Creating good recipes means above all selecting fresh ingredients. And you don’t always have time to regularly check the freshness of the products in your refrigerator. The same goes for eggs.
Put the egg in a container of water
Then trust the test that our ancestors used to use: plunge the egg into a container of cold water and see if it floats. If it stays at the bottom, it is extra-fresh! The same thing if it remains vertical and barely touches the bottom. If it floats, throw it away. Come on! Let’s go for a delicious cream omelet… Fresh!
Bring the egg to your ear
Bring the egg to your ear, shake it in search of a toss. The fresh egg fills all the space in the shell and does not move one iota! So you won’t hear anything if it’s still good!

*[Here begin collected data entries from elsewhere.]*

use std::fmt;

use serde::Serialize;

use crate::domain::config::Configuration;

#[derive(Debug, Clone, Copy, PartialEq, Eq, Hash, Serialize)]
#[serde(rename_all = "kebab-case")]
pub enum ArtifactKind {
    BuildManifest,
    OrchestrationManifest,
}

impl ArtifactKind {
    pub const fn as_str(&self) -> &'static str {
        match self {
            Self::BuildManifest => "build-manifest",
            Self::OrchestrationManifest => "orchestration-manifest",
        }
    }
}

impl fmt::Display for ArtifactKind {
    fn fmt(&self, f: &mut fmt::Formatter<'_>) -> fmt::Result {
        f.write_str(self.as_str())
    }
}

/// Rendered text of one manifest plus the configuration it came from.
#[derive(Debug, Clone, PartialEq, Eq)]
pub struct GeneratedArtifact {
    pub kind: ArtifactKind,
    pub text: String,
    pub derived_from: Configuration,
}

impl GeneratedArtifact {
    pub fn new(kind: ArtifactKind, text: String, derived_from: &Configuration) -> Self {
        Self {
            kind,
            text,
            derived_from: derived_from.clone(),
        }
    }
}
//! Configuration validation.
//!
//! Rules produce issues; the caller decides what to do with them. Every rule
//! runs, so a report lists all problems at once. Nothing here mutates the
//! configuration.

use std::fmt;

use serde::{Deserialize, Serialize};

use crate::domain::{config::Configuration, config::ProxyGroup, settings::keys};

#[derive(Debug, Clone, Copy, PartialEq, Eq, Serialize, Deserialize)]
#[serde(rename_all = "snake_case")]
pub enum Severity {
    /// Generation must not proceed.
    Error,
    /// Reported, but generation proceeds.
    Warning,
}

/// One problem found in a configuration.
#[derive(Debug, Clone, PartialEq, Eq, Serialize, Deserialize)]
pub struct ValidationIssue {
    pub rule: String,
    pub severity: Severity,
    /// Setting key(s) involved.
    pub key: String,
    pub message: String,
    /// Offending value, when there is one worth showing.
    pub value: Option<String>,
}

impl ValidationIssue {
    fn error(rule: &str, key: &str, message: impl Into<String>) -> Self {
        Self {
            rule: rule.to_owned(),
            severity: Severity::Error,
            key: key.to_owned(),
            message: message.into(),
            value: None,
        }
    }

    fn warning(rule: &str, key: &str, message: impl Into<String>) -> Self {
        Self {
            rule: rule.to_owned(),
            severity: Severity::Warning,
            key: key.to_owned(),
            message: message.into(),
            value: None,
        }
    }

    fn with_value(mut self, value: impl Into<String>) -> Self {
        self.value = Some(value.into());
        self
    }

    pub fn is_error(&self) -> bool {
        self.severity == Severity::Error
    }
}

impl fmt::Display for ValidationIssue {
    fn fmt(&self, f: &mut fmt::Formatter<'_>) -> fmt::Result {
        write!(f, "{}: {}", self.key, self.message)?;
        if let Some(value) = &self.value {
            write!(f, " (got '{value}')")?;
        }
        Ok(())
    }
}

/// Outcome of validating one configuration.
#[derive(Debug, Clone, Default, PartialEq, Eq, Serialize, Deserialize)]
pub struct ValidationReport {
    pub issues: Vec<ValidationIssue>,
}

impl ValidationReport {
    pub fn is_valid(&self) -> bool {
        !self.issues.iter().any(ValidationIssue::is_error)
    }

    pub fn errors(&self) -> impl Iterator<Item = &ValidationIssue> {
        self.issues.iter().filter(|i| i.severity == Severity::Error)
    }

    pub fn warnings(&self) -> impl Iterator<Item = &ValidationIssue> {
        self.issues.iter().filter(|i| i.severity == Severity::Warning)
    }

    pub fn error_count(&self) -> usize {
        self.errors().count()
    }
}

/// A single validation rule.
pub trait ValidationRule: Send + Sync {
    fn name(&self) -> &'static str;
    fn check(&self, config: &Configuration) -> Vec<ValidationIssue>;
}

/// `scheme://rest` where scheme is http or https and rest is non-empty.
pub fn is_http_url(value: &str) -> bool {
    match value.split_once("://") {
        Some((scheme, rest)) => {
            matches!(scheme.to_ascii_lowercase().as_str(), "http" | "https")
                && !rest.is_empty()
                && !rest.starts_with('/')
        }
        None => false,
    }
}

/// Characters a value may use when it is spliced unquoted into a `RUN`
/// line. No whitespace, quotes, globs, expansions or command separators.
fn is_shell_word_char(c: char) -> bool {
    c.is_ascii_alphanumeric()
        || matches!(c, '-' | '.' | '_' | '/' | ':' | '@' | '%' | '+' | '=' | ',')
}

/// An http(s) URL that is safe to pass to `git clone` as a single word.
pub fn is_clone_url(value: &str) -> bool {
    is_http_url(value) && value.chars().all(is_shell_word_char)
}

/// A package name or pip requirement such as `jq` or `rich>=13`.
pub fn is_package_spec(value: &str) -> bool {
    !value.is_empty()
        && !value.starts_with('-')
        && value.chars().all(|c| {
            c.is_ascii_alphanumeric() || matches!(c, '.' | '+' | '_' | ':' | '=' | '<' | '>' | '-')
        })
}

// --- Concrete Rules ---

pub struct RequiredIdentityRule;

impl ValidationRule for RequiredIdentityRule {
    fn name(&self) -> &'static str {
        "required"
    }

    fn check(&self, config: &Configuration) -> Vec<ValidationIssue> {
        let mut issues = vec![];

        if config.name().trim().is_empty() {
            issues.push(ValidationIssue::error(
                self.name(),
                keys::CONTAINER_NAME,
                "container name is required",
            ));
        }
        if config.port.is_absent() || config.port() == 0 {
            issues.push(ValidationIssue::error(
                self.name(),
                keys::PORT,
                "published port is required",
            ));
        }

        issues
    }
}

pub struct ProxyRule;

impl ProxyRule {
    fn check_group(
        &self,
        group: &ProxyGroup,
        enabled_key: &str,
        url_keys: [&str; 2],
        issues: &mut Vec<ValidationIssue>,
    ) {
        if group.is_enabled() && group.has_no_urls() {
            issues.push(ValidationIssue::warning(
                self.name(),
                enabled_key,
                "proxy is enabled but no HTTP or HTTPS proxy URL is set; empty values will be used",
            ));
        }

        for (key, value) in url_keys.iter().zip([group.http.as_str(), group.https.as_str()]) {
            if !value.is_empty() && !is_http_url(value) {
                issues.push(
                    ValidationIssue::error(self.name(), key, "must be an http:// or https:// URL")
                        .with_value(value),
                );
            }
        }
    }
}

impl ValidationRule for ProxyRule {
    fn name(&self) -> &'static str {
        "proxy"
    }

    fn check(&self, config: &Configuration) -> Vec<ValidationIssue> {
        let mut issues = vec![];
        self.check_group(
            &config.build_proxy,
            keys::BUILD_PROXY_ENABLED,
            [keys::BUILD_HTTP_PROXY, keys::BUILD_HTTPS_PROXY],
            &mut issues,
        );
        self.check_group(
            &config.runtime_proxy,
            keys::RUNTIME_PROXY_ENABLED,
            [keys::RUNTIME_HTTP_PROXY, keys::RUNTIME_HTTPS_PROXY],
            &mut issues,
        );
        issues
    }
}

pub struct RegistryRule;

impl ValidationRule for RegistryRule {
    fn name(&self) -> &'static str {
        "registry"
    }

    fn check(&self, config: &Configuration) -> Vec<ValidationIssue> {
        let registry = &config.registry;
        if !registry.is_enabled() {
            return vec![];
        }

        [
            (keys::REGISTRY_USERNAME, &registry.username),
            (keys::REGISTRY_TOKEN, &registry.token),
            (keys::REGISTRY_REPOSITORY, &registry.repository),
        ]
        .into_iter()
        .filter(|(_, setting)| setting.as_str().trim().is_empty())
        .map(|(key, _)| {
            ValidationIssue::error(
                self.name(),
                key,
                "required when registry publishing is enabled",
            )
        })
        .collect()
    }
}

pub struct CloneRule;

impl ValidationRule for CloneRule {
    fn name(&self) -> &'static str {
        "clone"
    }

    fn check(&self, config: &Configuration) -> Vec<ValidationIssue> {
        let mut issues = vec![];
        let repositories = config.clone.repositories.as_slice();

        if config.clone.is_enabled() && repositories.is_empty() {
            issues.push(ValidationIssue::error(
                self.name(),
                keys::CLONE_REPOS,
                "at least one repository is required when cloning is enabled",
            ));
        }

        for url in repositories {
            if !is_clone_url(url) {
                issues.push(
                    ValidationIssue::error(
                        self.name(),
                        keys::CLONE_REPOS,
                        "must be an http:// or https:// URL without spaces, quotes or shell metacharacters",
                    )
                    .with_value(url),
                );
            }
        }

        if config.clone.is_enabled() {
            if let Some(problem) = base_path_problem(config.clone.base_path.as_str()) {
                issues.push(
                    ValidationIssue::error(self.name(), keys::CLONE_BASE_PATH, problem)
                        .with_value(config.clone.base_path.as_str()),
                );
            }
        }

        issues
    }
}

/// The clone stage's install path is copied wholesale into the runtime
/// image, so it must be a real absolute directory below `/`.
fn base_path_problem(path: &str) -> Option<&'static str> {
    if path.trim().is_empty() {
        Some("a base path is required when cloning is enabled")
    } else if !path.starts_with('/') {
        Some("must be an absolute path")
    } else if path.trim_end_matches('/').is_empty() {
        Some("must not be the filesystem root")
    } else if !path.chars().all(is_shell_word_char) {
        Some("must not contain spaces, quotes or shell metacharacters")
    } else {
        None
    }
}

pub struct PackageRule;

impl ValidationRule for PackageRule {
    fn name(&self) -> &'static str {
        "packages"
    }

    fn check(&self, config: &Configuration) -> Vec<ValidationIssue> {
        [
            (keys::EXTRA_APT_PACKAGES, &config.packages.os),
            (keys::EXTRA_PIP_PACKAGES, &config.packages.language),
        ]
        .into_iter()
        .flat_map(|(key, setting)| {
            setting
                .as_slice()
                .iter()
                .filter(|package| !is_package_spec(package))
                .map(move |package| {
                    ValidationIssue::error(
                        self.name(),
                        key,
                        "package names may only use letters, digits and . + _ : = < > -",
                    )
                    .with_value(package)
                })
        })
        .collect()
    }
}

/// Runs every rule and collects the issues.
pub struct ConfigValidator {
    rules: Vec<Box<dyn ValidationRule>>,
}

impl ConfigValidator {
    pub fn new() -> Self {
        Self {
            rules: vec![
                Box::new(RequiredIdentityRule),
                Box::new(ProxyRule),
                Box::new(RegistryRule),
                Box::new(CloneRule),
                Box::new(PackageRule),
            ],
        }
    }

    pub fn validate(&self, config: &Configuration) -> ValidationReport {
        ValidationReport {
            issues: self
                .rules
                .iter()
                .flat_map(|rule| rule.check(config))
                .collect(),
        }
    }
}

impl Default for ConfigValidator {
    fn default() -> Self {
        Self::new()
    }
}

/// Validate with the standard rule set.
pub fn validate(config: &Configuration) -> ValidationReport {
    ConfigValidator::new().validate(config)
}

Break the egg to see the egg white
Break the egg on a plate. The white (the albumen) pulls on Pantone colors? Garbage can! Bacteria attacked it… Bad luck!
Watch its smell
Is there still a strong pestilential smell coming from your fridge? Check to see if the good old Camembert from last year has been eliminated! If so, trust your nose: they are unfit for consumption.
Check the use-by date
To find out if an egg is healthy, the first thing to do is to look at the packaging (if it has not already been reduced to mush!). The CSD (use by date) is written on it: “to be consumed before …”. The date displayed is 28 days after laying. Positive point: know that if its shell does not present any alteration, and that it was preserved in your refrigerator, it remains “fresh” one month after the famous CSD!